Department of Biochemistry, University of Cambridge, Cambridge, CB2 1QW, UK.
Division of Infectious Diseases, Department of Medicine, University of Alberta, Edmonton, AB, T6G 2R3, Canada.
Nat Commun. 2023 Apr 15;14(1):2167. doi: 10.1038/s41467-023-37431-x.

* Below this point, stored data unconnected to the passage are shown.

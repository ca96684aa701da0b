use std::{borrow::Borrow, collections::BTreeSet, ops::Deref};

/// The end-of-input terminal.
pub const EOS: &str = "$";

/// The token standing for an empty right-hand side in grammar sources.
pub const EPSILON: &str = "eps";

/// A grammar symbol.
///
/// Symbols are opaque names; whether a symbol is a terminal is decided by
/// the [SymbolSet] of the grammar it belongs to.
#[derive(Debug, Clone, PartialEq, Eq, PartialOrd, Ord, Hash)]
pub struct Symbol(String);

impl Symbol {
    pub fn new(id: impl Into<String>) -> Self {
        Self(id.into())
    }

    pub fn eos() -> Self {
        Self::new(EOS)
    }

    pub fn is_eos(&self) -> bool {
        self.0 == EOS
    }

    pub fn as_str(&self) -> &str {
        &self.0
    }
}

impl Deref for Symbol {
    type Target = str;

    fn deref(&self) -> &Self::Target {
        &self.0
    }
}

impl Borrow<str> for Symbol {
    fn borrow(&self) -> &str {
        &self.0
    }
}

impl From<&str> for Symbol {
    fn from(value: &str) -> Self {
        Self::new(value)
    }
}

impl From<String> for Symbol {
    fn from(value: String) -> Self {
        Self(value)
    }
}

impl std::fmt::Display for Symbol {
    fn fmt(&self, f: &mut std::fmt::Formatter<'_>) -> std::fmt::Result {
        f.write_str(&self.0)
    }
}

/// The terminal and non-terminal symbols of a grammar.
///
/// Both sets iterate in ascending name order.
#[derive(Debug, Default, Clone, PartialEq, Eq)]
pub struct SymbolSet {
    pub(crate) terminals: BTreeSet<Symbol>,
    pub(crate) non_terminals: BTreeSet<Symbol>,
}

impl SymbolSet {
    pub fn is_terminal(&self, symbol: &str) -> bool {
        self.terminals.contains(symbol)
    }

    pub fn is_non_terminal(&self, symbol: &str) -> bool {
        self.non_terminals.contains(symbol)
    }

    pub fn iter_terminals(&self) -> impl Iterator<Item = &Symbol> {
        self.terminals.iter()
    }

    pub fn iter_non_terminals(&self) -> impl Iterator<Item = &Symbol> {
        self.non_terminals.iter()
    }

    /// Iterate over all symbols, terminals first.
    pub fn iter(&self) -> impl Iterator<Item = &Symbol> {
        self.iter_terminals().chain(self.iter_non_terminals())
    }

    pub fn contains(&self, symbol: &str) -> bool {
        self.is_terminal(symbol) || self.is_non_terminal(symbol)
    }
}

Apicomplexan parasites have immense impacts on humanity, but their basic cellular processes are often poorly understood. Where endocytosis occurs in these cells, how conserved this process is with other eukaryotes, and what the functions of endocytosis are across this phylum are major unanswered questions. Using the apicomplexan model Toxoplasma, we identified the molecular composition and behavior of unusual, fixed endocytic structures. Here, stable complexes of endocytic proteins differ markedly from the dynamic assembly/disassembly of these machineries in other eukaryotes. We identify that these endocytic structures correspond to the 'micropore' that has been observed throughout the Apicomplexa. Moreover, conserved molecular adaptation of this structure is seen in apicomplexans including the kelch-domain protein K13 that is central to malarial drug-resistance. We determine that a dominant function of endocytosis in Toxoplasma is plasma membrane homeostasis, rather than parasite nutrition, and that these specialized endocytic structures originated early in infrakingdom Alveolata likely in response to the complex cell pellicle that defines this medically and ecologically important ancient eukaryotic lineage.
顶复门寄生虫对人类有巨大影响,但它们的基本细胞过程往往了解甚少。这些细胞中内吞作用发生的位置、该过程在其他真核生物中保守程度如何以及内吞作用在该门中的功能是什么,这些都是尚未解决的主要问题。我们使用顶复门模型弓形虫来鉴定不寻常的、固定的内吞结构的分子组成和行为。在这里,内吞蛋白的稳定复合物与其他真核生物中这些机制的动态组装/拆卸明显不同。我们发现这些内吞结构与在整个顶复门中观察到的“微孔”相对应。此外,在包括kelch 结构域蛋白 K13 的顶复门生物中,都能看到这种结构的保守分子适应性,K13 是疟疾药物耐药性的关键。我们确定,在弓形虫中,内吞作用的主要功能是质膜稳态,而不是寄生虫营养,这些专门的内吞结构起源于早期的真核生物亚界纤毛门,可能是为了应对定义这一具有医学和生态学重要性的古老真核生物谱系的复杂细胞被膜。